Saved entries

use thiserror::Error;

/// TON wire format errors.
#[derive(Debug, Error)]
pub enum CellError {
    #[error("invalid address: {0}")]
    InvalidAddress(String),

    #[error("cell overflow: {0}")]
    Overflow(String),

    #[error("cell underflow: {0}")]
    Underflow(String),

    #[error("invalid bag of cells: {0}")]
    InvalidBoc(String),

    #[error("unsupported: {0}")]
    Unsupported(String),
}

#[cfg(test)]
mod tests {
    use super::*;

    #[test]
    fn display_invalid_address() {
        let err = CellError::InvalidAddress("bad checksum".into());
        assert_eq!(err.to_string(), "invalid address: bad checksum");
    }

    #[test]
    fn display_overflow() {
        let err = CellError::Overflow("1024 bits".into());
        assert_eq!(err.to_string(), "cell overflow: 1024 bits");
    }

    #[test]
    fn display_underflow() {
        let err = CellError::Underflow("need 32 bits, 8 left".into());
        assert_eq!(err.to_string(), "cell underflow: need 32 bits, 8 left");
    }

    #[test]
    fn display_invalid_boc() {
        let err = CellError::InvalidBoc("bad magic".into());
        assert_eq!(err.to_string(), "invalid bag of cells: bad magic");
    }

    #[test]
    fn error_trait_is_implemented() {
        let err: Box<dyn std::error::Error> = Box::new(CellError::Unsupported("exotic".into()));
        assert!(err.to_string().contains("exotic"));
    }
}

Task goal. Return a copy of each line in the entries that carries the string "magic".

Written solution.
        let err = CellError::InvalidBoc("bad magic".into());
        assert_eq!(err.to_string(), "invalid bag of cells: bad magic");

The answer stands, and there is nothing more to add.